En el año 1989 Agustí Villaronga era uno de los cineastas españoles más desconocidos en el panorama cinematográfico. Más de treinta años después, aunque tenga un reconocimiento en cuestión de premios más abundante, puede decirse que sigue siendo el mismo desconocido entre un público mayoritario, a pesar de que esta sea la condición de gran parte de los directores de cine. Afortunadamente, sí contaba con un atractivo para la cultura europea, concretamente para los espectadores franceses, que incluso le propició la selección de El niño de la luna a competición en el Festival de Cannes de 1989, año en que también se estrena tras su paso por el certamen.

Pesadillas y sueños grabados en forma de videoarte dan comienzo al largo, una textura visual que se asocia más a escenas de filmes rodados por Bigas Luna, pero que aquí marcan el tono fantástico y onírico de la propuesta. Ese peaje pagado a una época de finales de los ochenta, cuando se fundían clips musicales, publicidad y vanguardia para renovar la narración audiovisual, a pesar de del abuso de ralentizados, composiciones estéticas y demás defectos que han envejecido esa corriente, pero que por contención y separación del resto del metraje no desentonan al inicio, además de dar pautas a la magia que se destila en todas sus secuencias.

Mientras que la ópera prima, Tras el cristal, se revestía con ecos de cuento clásico, más escorado al terror, la oscuridad y el mal absoluto, en esta fábula los arquetipos como las hadas buenas, el príncipe, la princesa, los ogros y los aliados son personas humanas que acompañan a un protagonista que parece indefenso en el arranque y logra crecer fortalecido, además de guiarnos por un viaje físico, psicológico y apegado a las fases lunares. De una luna llena pasada a otra futura. Con la debilidad o el poder otorgados por ese satélite menguante o creciente.

Agustí Villaronga ejerce de director total acompañado por un batallón entregado en la fotografía, los efectos sonoros y los temas del grupo ‹new age› australiano Dead can dance.
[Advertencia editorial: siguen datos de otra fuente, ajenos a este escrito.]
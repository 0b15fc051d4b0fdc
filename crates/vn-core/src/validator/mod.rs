//! Validation and normalization of topology descriptions.
//!
//! [`Validator`] walks a raw description, records every structural and
//! semantic violation it finds, and builds a normalized copy with generated
//! MAC addresses, coerced VLAN ids, rewritten `default` routes and absolute
//! host file paths. Validation never fails with an error: the outcome is the
//! list of violations, and the run is successful when that list is empty.

mod bridge;
mod files;
mod interface;
mod machine;
mod route;
mod switches;
mod veth;
mod vlan;

#[cfg(test)]
mod tests;

pub use route::{DEFAULT_ROUTE, DEFAULT_ROUTE_ALIAS};

use serde_yaml::Value;
use std::fmt;
use std::path::Path;

use crate::mac::{MacGenerator, RandomMac};
use crate::probe::{LocalFs, PathProbe};
use crate::report::ValidationReport;
use crate::settings::Settings;
use crate::violation::{Checked, Violation};

/// What every checker may consult besides the entity it checks
pub(crate) struct Context<'a> {
    pub settings: &'a Settings,
    /// Declared switch count, when it is a non-negative integer
    pub switches: Option<i64>,
    pub config_dir: Option<&'a Path>,
    pub probe: &'a dyn PathProbe,
}

impl<'a> Context<'a> {
    pub fn new(
        settings: &'a Settings,
        switches: Option<i64>,
        config_dir: Option<&'a Path>,
        probe: &'a dyn PathProbe,
    ) -> Self {
        Self {
            settings,
            switches,
            config_dir,
            probe,
        }
    }
}

pub struct Validator {
    config: Value,
    normalized: Value,
    violations: Vec<Violation>,
    validators_ran: usize,
    settings: Settings,
    macs: Box<dyn MacGenerator>,
    probe: Box<dyn PathProbe>,
}

impl Validator {
    /// Keep a private copy of `config`; it is never modified
    pub fn new(config: &Value) -> Self {
        Self {
            config: config.clone(),
            normalized: config.clone(),
            violations: Vec::new(),
            validators_ran: 0,
            settings: Settings::default(),
            macs: Box::new(RandomMac),
            probe: Box::new(LocalFs),
        }
    }

    pub fn with_settings(mut self, settings: Settings) -> Self {
        self.settings = settings;
        self
    }

    pub fn with_mac_generator(mut self, generator: impl MacGenerator + 'static) -> Self {
        self.macs = Box::new(generator);
        self
    }

    pub fn with_path_probe(mut self, probe: impl PathProbe + 'static) -> Self {
        self.probe = Box::new(probe);
        self
    }

    /// Run all checkers against the stored description.
    ///
    /// Violations and the normalized copy start over from the original
    /// description on every call; the validator counter keeps accumulating.
    pub fn run(&mut self) {
        self.violations.clear();
        self.normalized = self.config.clone();

        self.validate_switches();
        self.validate_machines();
        if self.config.get("veths").is_some() {
            self.validate_veths();
        }

        if self.is_successful() {
            tracing::info!("Topology validation passed ({} checkers run)", self.validators_ran);
        } else {
            tracing::warn!(
                "Topology validation found {} violation(s)",
                self.violations.len()
            );
        }
    }

    pub fn validate_switches(&mut self) {
        self.validators_ran += 1;
        let checked = switches::check_switches(&self.config);
        self.record(checked);
    }

    pub fn validate_machines(&mut self) {
        self.validators_ran += 1;

        let config_dir = self.config.get("config_dir").and_then(Value::as_str);
        if config_dir.is_none() {
            tracing::warn!("No config_dir set, relative host file paths will not be resolved");
        }

        let ctx = Context::new(
            &self.settings,
            switches::switch_count(&self.config),
            config_dir.map(Path::new),
            self.probe.as_ref(),
        );
        let run_clean = self.violations.is_empty();
        let checked = machine::check_machines(
            self.config.get("machines"),
            &ctx,
            self.macs.as_mut(),
            run_clean,
        );

        if let Some(machines) = self.record(checked) {
            if let Value::Mapping(root) = &mut self.normalized {
                root.insert(Value::from("machines"), Value::Mapping(machines));
            }
        }
    }

    /// Check the `veths` section. [`Validator::run`] only calls this when the
    /// section exists; a direct call without one only logs a warning.
    pub fn validate_veths(&mut self) {
        self.validators_ran += 1;

        let Some(veths) = self.config.get("veths") else {
            tracing::warn!("Tried to validate veth config, but no veth config present, skipping");
            return;
        };
        let checked = veth::check_veths(veths);
        self.record(checked);
    }

    fn record<T>(&mut self, checked: Checked<T>) -> T {
        let (value, violations) = checked.into_parts();
        self.violations.extend(violations);
        value
    }

    pub fn is_successful(&self) -> bool {
        self.violations.is_empty()
    }

    pub fn normalized(&self) -> &Value {
        &self.normalized
    }

    pub fn violations(&self) -> &[Violation] {
        &self.violations
    }

    pub fn validators_ran(&self) -> usize {
        self.validators_ran
    }

    pub fn report(&self) -> ValidationReport {
        ValidationReport {
            normalized: self.normalized.clone(),
            violations: self.violations.clone(),
            validators_ran: self.validators_ran,
        }
    }
}

impl fmt::Display for Validator {
    fn fmt(&self, f: &mut fmt::Formatter<'_>) -> fmt::Result {
        write!(
            f,
            "VNet config validator, current_state: {}, amount of validators run: {}",
            if self.is_successful() { "OK" } else { "NOT OK" },
            self.validators_ran
        )
    }
}

/// Validate `config` with the default settings and capabilities
pub fn validate(config: &Value) -> ValidationReport {
    let mut validator = Validator::new(config);
    validator.run();
    validator.report()
}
La genialidad se encuentra en la dirección artística, vestuario y ambientación, para situarnos a los espectadores en un pretérito que puede ser español o universal, a pesar de la meiga bondadosa —grandísima Mary Carrillo, de voz embriagadora—. O la bruja militar encarnada por Lucía Bosé. Más el hada ambivalente de Maribel Martín. Mientras los hombres de negro persiguen a los elegidos.

La película salta del fantástico más evocador al género de aventuras clásico con una maestría tan impropia como perfecta. El caso es que su autor no parecía español ni europeo, tampoco de este mundo en un horizonte tan limitado en temática, producción y manejo de lo audiovisual a finales de la década de los ochenta. Sea en España, fuera en Europa  o el extranjero.
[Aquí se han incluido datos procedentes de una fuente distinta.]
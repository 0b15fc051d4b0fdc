use serde::{Deserialize, Serialize};
use std::path::Path;

use crate::error::ConfigError;

/// How far back the VLAN link existence check looks for earlier violations
#[derive(Debug, Clone, Copy, Default, PartialEq, Eq, Serialize, Deserialize)]
#[serde(rename_all = "lowercase")]
pub enum LinkCheckScope {
    /// Skip the check once any violation has been recorded during the run
    #[default]
    Global,
    /// Skip the check once a violation has been recorded for the same machine
    Machine,
}

#[derive(Debug, Clone, PartialEq, Eq, Serialize, Deserialize)]
#[serde(default)]
pub struct Settings {
    pub supported_machine_types: Vec<String>,
    pub vlan_link_check: LinkCheckScope,
    /// Switch `n` is provisioned as the bridge `{prefix}{n}`
    pub switch_bridge_prefix: String,
}

impl Default for Settings {
    fn default() -> Self {
        Self {
            supported_machine_types: vec!["router".into(), "host".into(), "switch".into()],
            vlan_link_check: LinkCheckScope::Global,
            switch_bridge_prefix: "vnet-br".into(),
        }
    }
}

impl Settings {
    pub fn from_yaml(yaml: &str) -> Result<Self, serde_yaml::Error> {
        serde_yaml::from_str(yaml)
    }

    pub fn from_file(path: &Path) -> Result<Self, ConfigError> {
        let content = std::fs::read_to_string(path).map_err(|source| ConfigError::Io {
            path: path.to_path_buf(),
            source,
        })?;

        Self::from_yaml(&content).map_err(|source| ConfigError::Parse {
            path: path.to_path_buf(),
            source,
        })
    }

    pub fn supports_machine_type(&self, kind: &str) -> bool {
        self.supported_machine_types.iter().any(|t| t == kind)
    }
}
Un cineasta que por sus autoexigencias formales no ha sido capaz de mantener una filmografía regular hasta las décadas presentes. Porque su concepción de la puesta en escena, con los movimientos justificados de cámara tanto por los actores, como por orientar nuestras miradas a los espectadores. Las transiciones sintácticas del fundido a negro, el encadenado, esos puntos y aparte o seguidos que tan bien vehiculan la narración.

Destaca el uso de colores fríos, azulados, metálicos de la Luna que son protectores en los exteriores, amenazadores en los decorados de interior. Los ojos que proporcionan tanta expresividad como las acciones y diálogos de los personajes. Y ese miedo soterrado al origen del mal, de resonancias nazis, en un entorno como nos gustaría haber recordado a una Segunda República sin enemigos exteriores ni internos, mostrados en una institución parecida a las Escuelas Populares o la de Libre enseñanza, pero desorientada por la búsqueda del poder y la victoria sobre los débiles.

El niño de la luna es el reflejo doloroso de un cine ya no solo español, sino europeo o universal que se atisba en producciones únicas como ésta, libre desde la fantasía hasta la aventura. Con el horizonte mítico de África, el origen y la vida, algo que también conecta con otro mallorquín universal, Miquel Barceló. Una obra que demuestra la validez de la imagen como mito, la luna como creadora. Una joya oculta que pide a gritos dejar de ser maldita.